#### Records for this task ####

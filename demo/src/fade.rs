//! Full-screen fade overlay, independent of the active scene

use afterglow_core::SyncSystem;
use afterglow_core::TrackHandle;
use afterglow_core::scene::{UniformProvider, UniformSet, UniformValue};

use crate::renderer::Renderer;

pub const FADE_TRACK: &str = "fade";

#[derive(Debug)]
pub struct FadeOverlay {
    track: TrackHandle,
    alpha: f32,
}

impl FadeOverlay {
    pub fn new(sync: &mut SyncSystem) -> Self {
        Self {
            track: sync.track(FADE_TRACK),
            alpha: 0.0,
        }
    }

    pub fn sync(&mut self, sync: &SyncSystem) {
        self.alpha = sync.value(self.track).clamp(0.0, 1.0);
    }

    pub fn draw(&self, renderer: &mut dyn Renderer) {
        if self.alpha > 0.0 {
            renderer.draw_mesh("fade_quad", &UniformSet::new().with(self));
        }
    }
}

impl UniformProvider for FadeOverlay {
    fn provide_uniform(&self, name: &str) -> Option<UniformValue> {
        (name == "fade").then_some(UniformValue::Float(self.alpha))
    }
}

####
#### Records for this task ####

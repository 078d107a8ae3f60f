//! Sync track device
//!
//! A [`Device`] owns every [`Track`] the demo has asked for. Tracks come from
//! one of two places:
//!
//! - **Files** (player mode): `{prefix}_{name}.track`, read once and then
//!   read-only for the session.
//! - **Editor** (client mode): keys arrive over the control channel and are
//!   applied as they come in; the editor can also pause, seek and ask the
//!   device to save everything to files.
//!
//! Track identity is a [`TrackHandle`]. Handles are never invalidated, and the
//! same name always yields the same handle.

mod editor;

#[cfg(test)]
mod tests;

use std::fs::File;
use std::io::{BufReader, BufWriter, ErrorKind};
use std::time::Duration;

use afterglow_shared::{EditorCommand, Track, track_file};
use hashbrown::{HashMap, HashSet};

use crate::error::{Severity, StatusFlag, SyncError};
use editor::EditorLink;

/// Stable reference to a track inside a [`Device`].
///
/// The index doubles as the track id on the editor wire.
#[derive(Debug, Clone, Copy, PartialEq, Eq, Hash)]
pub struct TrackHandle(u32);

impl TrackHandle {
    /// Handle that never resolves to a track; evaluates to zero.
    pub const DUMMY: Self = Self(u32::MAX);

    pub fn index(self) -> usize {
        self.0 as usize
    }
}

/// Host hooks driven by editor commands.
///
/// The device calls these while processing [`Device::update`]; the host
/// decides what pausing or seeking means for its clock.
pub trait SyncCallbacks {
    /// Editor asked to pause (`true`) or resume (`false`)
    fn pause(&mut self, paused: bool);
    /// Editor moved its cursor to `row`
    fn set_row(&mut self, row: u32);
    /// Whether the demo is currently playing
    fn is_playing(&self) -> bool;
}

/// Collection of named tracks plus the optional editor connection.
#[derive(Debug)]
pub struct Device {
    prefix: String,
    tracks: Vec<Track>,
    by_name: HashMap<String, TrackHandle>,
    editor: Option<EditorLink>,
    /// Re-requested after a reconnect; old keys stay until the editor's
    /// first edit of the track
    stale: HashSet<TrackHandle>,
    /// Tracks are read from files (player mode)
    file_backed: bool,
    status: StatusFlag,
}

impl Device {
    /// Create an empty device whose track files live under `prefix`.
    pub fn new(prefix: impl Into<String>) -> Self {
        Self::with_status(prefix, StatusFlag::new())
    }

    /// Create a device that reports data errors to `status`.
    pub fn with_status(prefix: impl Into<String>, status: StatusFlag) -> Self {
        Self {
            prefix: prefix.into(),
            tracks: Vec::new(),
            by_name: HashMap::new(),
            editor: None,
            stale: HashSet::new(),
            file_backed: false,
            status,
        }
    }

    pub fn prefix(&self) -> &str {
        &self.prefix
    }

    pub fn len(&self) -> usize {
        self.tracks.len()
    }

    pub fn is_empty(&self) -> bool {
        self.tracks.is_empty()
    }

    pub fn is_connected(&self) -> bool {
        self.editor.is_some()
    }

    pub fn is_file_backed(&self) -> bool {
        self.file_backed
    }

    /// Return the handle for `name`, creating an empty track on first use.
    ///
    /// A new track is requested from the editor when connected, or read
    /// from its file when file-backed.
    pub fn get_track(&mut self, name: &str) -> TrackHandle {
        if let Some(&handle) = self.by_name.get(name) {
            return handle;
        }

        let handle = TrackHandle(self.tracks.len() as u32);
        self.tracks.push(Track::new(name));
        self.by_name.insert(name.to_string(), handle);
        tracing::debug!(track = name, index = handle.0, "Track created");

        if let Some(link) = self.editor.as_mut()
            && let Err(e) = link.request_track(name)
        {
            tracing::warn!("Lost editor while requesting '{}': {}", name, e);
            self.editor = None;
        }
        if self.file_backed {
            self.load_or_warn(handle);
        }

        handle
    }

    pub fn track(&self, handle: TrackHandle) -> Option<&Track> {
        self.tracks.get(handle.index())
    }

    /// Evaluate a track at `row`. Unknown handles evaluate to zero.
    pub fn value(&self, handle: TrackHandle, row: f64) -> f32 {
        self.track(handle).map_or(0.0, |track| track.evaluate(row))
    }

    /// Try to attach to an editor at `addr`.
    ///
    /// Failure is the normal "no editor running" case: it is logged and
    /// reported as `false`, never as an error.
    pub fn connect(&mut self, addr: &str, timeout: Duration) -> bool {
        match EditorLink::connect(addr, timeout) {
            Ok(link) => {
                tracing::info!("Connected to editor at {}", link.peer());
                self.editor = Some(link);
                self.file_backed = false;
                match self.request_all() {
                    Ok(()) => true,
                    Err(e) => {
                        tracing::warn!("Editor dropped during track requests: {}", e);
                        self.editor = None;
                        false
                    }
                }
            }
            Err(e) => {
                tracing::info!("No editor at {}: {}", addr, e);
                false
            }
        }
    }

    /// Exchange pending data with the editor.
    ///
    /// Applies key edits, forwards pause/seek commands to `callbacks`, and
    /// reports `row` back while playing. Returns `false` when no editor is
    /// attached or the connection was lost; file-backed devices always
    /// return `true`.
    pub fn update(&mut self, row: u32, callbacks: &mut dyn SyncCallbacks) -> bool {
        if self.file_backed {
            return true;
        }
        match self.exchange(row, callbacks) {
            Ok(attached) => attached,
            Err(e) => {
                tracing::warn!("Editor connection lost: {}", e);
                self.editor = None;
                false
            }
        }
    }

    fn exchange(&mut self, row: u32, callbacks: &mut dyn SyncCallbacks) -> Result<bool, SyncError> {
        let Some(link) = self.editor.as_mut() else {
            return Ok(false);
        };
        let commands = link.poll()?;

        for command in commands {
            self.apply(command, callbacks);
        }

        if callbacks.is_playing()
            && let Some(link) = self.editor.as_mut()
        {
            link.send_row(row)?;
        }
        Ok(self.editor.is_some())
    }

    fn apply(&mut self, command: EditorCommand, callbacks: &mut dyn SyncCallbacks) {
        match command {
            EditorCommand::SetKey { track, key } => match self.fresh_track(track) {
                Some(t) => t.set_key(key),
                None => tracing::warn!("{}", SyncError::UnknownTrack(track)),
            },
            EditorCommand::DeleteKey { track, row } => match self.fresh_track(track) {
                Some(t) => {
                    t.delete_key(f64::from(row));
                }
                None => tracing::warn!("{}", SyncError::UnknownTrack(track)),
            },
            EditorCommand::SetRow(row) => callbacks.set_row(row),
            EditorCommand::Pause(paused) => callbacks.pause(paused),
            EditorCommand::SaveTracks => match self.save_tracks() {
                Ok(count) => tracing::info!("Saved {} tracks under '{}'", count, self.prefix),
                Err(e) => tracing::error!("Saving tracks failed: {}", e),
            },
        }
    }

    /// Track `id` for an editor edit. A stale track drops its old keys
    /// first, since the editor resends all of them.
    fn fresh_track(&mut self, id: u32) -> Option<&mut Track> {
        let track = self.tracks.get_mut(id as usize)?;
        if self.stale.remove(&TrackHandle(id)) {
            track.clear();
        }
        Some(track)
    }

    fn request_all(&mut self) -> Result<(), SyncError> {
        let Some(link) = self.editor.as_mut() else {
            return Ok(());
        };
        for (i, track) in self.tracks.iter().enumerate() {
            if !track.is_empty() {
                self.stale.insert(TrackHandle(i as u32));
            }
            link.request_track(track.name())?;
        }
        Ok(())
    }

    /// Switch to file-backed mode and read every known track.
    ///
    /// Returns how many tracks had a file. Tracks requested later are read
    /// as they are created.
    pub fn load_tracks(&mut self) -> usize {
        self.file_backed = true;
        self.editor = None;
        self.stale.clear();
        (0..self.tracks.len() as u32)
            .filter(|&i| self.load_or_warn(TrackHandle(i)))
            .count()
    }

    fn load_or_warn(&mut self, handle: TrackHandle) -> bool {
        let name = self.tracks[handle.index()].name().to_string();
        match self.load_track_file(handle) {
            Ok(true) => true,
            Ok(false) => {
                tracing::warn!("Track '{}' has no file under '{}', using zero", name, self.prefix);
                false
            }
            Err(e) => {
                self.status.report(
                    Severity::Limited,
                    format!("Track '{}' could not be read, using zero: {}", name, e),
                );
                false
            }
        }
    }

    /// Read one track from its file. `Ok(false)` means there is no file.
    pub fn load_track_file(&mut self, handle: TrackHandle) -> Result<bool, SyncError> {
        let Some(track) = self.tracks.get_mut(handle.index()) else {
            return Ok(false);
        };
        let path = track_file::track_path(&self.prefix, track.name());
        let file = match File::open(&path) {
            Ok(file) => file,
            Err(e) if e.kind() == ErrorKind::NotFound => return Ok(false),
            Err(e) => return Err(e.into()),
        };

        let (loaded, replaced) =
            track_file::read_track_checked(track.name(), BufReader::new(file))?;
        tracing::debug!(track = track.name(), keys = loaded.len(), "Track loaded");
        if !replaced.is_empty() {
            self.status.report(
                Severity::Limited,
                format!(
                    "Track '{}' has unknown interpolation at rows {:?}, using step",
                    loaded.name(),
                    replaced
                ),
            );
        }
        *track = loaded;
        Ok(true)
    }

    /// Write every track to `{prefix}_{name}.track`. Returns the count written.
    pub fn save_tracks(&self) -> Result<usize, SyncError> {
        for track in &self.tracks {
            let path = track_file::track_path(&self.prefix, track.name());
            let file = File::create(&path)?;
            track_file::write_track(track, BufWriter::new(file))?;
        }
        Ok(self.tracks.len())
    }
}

####
#### Records for this task ####

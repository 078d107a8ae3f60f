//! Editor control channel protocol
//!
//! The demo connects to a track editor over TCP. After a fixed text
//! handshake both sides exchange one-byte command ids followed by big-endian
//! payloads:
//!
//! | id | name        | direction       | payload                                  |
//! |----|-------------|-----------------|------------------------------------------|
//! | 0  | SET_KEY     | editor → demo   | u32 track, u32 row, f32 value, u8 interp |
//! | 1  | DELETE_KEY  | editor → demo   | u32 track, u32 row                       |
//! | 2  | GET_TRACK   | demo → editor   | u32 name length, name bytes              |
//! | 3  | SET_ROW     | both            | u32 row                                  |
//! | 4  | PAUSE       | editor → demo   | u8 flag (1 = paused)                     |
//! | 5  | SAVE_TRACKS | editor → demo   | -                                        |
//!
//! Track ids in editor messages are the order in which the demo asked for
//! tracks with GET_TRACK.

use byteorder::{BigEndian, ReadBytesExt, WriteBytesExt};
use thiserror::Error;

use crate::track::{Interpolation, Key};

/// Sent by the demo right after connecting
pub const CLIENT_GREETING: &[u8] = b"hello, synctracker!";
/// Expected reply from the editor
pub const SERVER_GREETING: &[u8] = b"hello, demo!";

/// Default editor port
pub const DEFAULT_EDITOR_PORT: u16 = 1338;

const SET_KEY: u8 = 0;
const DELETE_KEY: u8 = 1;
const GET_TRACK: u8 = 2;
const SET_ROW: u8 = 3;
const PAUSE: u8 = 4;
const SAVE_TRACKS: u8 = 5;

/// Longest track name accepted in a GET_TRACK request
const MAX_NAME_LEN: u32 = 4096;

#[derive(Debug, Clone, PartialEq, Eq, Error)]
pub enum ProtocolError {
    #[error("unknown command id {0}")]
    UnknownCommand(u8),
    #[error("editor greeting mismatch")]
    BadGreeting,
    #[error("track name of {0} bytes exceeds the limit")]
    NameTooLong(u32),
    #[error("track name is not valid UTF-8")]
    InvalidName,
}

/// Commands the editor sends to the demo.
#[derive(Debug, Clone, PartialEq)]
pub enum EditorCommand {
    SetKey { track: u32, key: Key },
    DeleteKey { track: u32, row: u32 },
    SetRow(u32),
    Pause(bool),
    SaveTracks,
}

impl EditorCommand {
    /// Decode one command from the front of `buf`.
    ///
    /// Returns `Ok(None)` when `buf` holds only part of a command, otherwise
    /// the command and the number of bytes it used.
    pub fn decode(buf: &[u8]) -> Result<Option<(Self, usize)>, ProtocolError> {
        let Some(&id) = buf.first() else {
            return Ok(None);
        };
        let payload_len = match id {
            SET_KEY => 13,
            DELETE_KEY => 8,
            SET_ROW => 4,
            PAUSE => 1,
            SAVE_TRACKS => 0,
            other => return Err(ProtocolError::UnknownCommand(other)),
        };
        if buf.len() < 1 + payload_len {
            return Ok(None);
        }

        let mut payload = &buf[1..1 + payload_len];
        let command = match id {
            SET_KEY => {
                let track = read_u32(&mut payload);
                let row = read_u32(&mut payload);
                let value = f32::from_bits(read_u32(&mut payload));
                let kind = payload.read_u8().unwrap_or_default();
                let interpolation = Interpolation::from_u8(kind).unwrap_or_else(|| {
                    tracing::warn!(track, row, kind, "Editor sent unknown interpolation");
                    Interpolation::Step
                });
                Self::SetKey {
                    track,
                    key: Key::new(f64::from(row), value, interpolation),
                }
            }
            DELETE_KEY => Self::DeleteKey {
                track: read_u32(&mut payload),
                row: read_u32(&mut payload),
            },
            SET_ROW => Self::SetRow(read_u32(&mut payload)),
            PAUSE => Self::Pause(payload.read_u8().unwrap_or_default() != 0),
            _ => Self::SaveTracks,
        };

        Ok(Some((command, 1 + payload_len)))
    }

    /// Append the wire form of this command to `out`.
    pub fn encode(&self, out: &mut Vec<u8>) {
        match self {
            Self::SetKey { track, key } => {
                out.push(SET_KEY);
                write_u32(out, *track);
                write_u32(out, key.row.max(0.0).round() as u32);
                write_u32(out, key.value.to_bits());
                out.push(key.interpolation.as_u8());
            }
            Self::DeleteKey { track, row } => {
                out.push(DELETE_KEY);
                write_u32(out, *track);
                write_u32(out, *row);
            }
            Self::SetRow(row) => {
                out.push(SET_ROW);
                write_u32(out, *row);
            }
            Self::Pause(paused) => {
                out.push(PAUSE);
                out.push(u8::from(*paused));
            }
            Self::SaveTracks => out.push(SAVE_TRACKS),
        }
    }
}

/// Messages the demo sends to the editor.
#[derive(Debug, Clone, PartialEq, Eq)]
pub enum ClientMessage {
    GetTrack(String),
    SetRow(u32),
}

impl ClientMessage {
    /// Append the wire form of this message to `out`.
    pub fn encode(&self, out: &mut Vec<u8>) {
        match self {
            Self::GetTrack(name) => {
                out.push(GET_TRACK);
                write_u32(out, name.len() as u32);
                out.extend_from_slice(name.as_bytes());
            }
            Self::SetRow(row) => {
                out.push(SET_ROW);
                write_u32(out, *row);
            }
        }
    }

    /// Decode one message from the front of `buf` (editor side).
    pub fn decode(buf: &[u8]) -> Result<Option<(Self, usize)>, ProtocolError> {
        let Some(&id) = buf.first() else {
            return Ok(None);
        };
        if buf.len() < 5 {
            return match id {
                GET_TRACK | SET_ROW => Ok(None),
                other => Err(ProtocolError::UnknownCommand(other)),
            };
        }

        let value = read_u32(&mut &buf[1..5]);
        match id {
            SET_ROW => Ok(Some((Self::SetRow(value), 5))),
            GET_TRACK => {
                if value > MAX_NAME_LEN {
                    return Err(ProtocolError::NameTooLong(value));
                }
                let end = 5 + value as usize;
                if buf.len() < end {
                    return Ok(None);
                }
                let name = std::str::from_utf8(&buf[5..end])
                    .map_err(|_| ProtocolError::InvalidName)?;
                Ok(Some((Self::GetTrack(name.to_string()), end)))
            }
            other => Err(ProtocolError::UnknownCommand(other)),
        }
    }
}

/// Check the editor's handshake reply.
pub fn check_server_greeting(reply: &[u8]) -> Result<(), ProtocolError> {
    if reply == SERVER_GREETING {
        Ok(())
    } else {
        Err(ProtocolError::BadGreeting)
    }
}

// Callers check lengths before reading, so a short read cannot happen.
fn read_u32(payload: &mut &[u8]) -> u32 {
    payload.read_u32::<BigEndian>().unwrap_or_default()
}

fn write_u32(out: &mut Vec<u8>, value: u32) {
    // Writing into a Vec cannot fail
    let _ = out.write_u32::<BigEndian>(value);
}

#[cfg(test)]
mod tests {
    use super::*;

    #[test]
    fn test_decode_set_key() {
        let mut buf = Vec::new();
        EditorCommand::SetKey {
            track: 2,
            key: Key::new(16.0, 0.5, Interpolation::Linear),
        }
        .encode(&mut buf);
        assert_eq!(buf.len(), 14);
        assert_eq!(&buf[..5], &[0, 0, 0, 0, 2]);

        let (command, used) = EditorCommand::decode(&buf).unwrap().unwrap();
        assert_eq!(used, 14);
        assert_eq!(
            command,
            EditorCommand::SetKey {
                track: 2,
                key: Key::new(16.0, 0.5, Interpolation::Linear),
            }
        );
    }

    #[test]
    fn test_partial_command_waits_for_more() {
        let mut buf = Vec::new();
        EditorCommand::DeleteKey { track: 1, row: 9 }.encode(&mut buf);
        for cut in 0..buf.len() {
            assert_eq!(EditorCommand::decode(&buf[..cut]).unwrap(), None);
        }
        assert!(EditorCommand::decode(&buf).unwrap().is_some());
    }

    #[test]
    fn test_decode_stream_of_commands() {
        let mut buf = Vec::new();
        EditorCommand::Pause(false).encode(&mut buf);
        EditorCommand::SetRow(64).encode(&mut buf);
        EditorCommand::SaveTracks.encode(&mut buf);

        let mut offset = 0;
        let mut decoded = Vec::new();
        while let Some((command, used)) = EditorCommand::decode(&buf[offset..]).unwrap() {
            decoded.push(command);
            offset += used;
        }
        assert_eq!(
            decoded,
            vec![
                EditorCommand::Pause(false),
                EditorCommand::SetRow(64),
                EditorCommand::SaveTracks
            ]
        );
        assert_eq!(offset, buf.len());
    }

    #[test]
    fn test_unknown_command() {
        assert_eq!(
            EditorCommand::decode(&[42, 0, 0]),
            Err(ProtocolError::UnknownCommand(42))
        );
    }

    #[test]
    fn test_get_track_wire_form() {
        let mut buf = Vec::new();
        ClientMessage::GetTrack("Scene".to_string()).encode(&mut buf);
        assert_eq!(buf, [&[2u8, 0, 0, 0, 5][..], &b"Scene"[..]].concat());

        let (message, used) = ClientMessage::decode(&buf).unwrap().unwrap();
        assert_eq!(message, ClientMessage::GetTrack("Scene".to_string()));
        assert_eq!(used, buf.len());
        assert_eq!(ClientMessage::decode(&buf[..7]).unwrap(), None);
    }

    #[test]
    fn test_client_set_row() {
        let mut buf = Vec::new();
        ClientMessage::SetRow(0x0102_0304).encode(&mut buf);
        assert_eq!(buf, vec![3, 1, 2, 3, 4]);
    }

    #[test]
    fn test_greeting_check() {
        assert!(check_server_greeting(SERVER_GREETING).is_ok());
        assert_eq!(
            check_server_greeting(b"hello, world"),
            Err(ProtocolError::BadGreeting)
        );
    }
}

####

» Problem description: In the entries above, find every line holding the word "they" and copy it out.

» Output below:
//!   applied as they come in; the editor can also pause, seek and ask the
    /// as they are created.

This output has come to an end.